Think back to the coin analogy. Suppose your friend tells you, as he is handing you the coin, that he suspects the coin is biased. Perhaps his wife always uses it to settle disputes, and she always bets heads and wins. You have a pretty good suspicion that the coin is biased in favor of heads and no reason at all to suspect bias in favor of tails. If you toss the coin ten times, and it comes up all heads, you just want to know what the probability is that a fair coin comes up ten heads out of ten flips . You do not worry that it might have come up with ten tails, since the only situations that will cause you to doubt your coin are excesses of heads.

If you know in advance which of two means should be larger, you can convert the two-tailed significance level to a one-tailed level. All you do is divide the two-tailed probability by two. The result tells you the percentage of the t distribution in one of the tails.

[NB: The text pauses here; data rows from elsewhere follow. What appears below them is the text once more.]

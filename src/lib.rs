// Library exports for Khateraty
// This allows integration tests and the binary to share the app modules

pub mod auth;
pub mod config;
pub mod db;
pub mod error;
pub mod extractors;
pub mod feed;
pub mod flash;
pub mod messages;
pub mod posts;
pub mod profile;
pub mod routes;
pub mod state;
pub mod storage;
pub mod validation;
pub mod draft;
pub mod interactions;
pub mod share;

pub use draft::{compose, revise, Draft};
pub use interactions::{
    delete_post, toggle_like, toggle_save, Actor, Deletion, InteractionError, LikeState, SaveState,
};
pub use share::ShareLinks;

THE HYPOTHESIS-TESTING PROCESS

In the previous example, we used a statistical technique called the t test to test the hypothesis that two groups have the same mean in the population. We did the following:

  • For each of the groups, we calculated the mean of the variable we were interested in comparing.

  • We subtracted one mean from the other to determine the difference between the two.

  • We calculated a t statistic by dividing the difference of the two sample means by its standard error.

  • We calculated the observed significance level. This told us how often we would expect to see a difference as large as the one we observed if no difference existed between the groups in the population.

  • If the observed significance level was small (less than .05), we rejected the hypothesis that the two means are equal in the population.

  • Otherwise, we did not reject the null hypothesis, and we did not accept it either. We remained undecided. That is because we did not know whether no difference was present or whether our sample was simply too small to detect the difference.

This procedure is the same for tests of most hypotheses:

  • You formulate a null hypothesis and its alternative.

  • You calculate the probability of observing a difference of a particular magnitude in the sample when the null hypothesis is true.

  • If this probability (the observed significance level) is small enough, you reject the null hypothesis.

  • If the probability is not small enough, you remain undecided.

The only part of this ritual that changes for different situations is the actual statistic used to evaluate the probability of the observed difference. In the chapters that follow, we will use different types of statistics to test hypotheses that have these characteristics:

  • Variables are independent.

  • Several groups have the same means.

  • No linear relationship exists among several variables.

If you make sure now that you understand the way hypothesis testing works, the rest of this book will be easy to understand.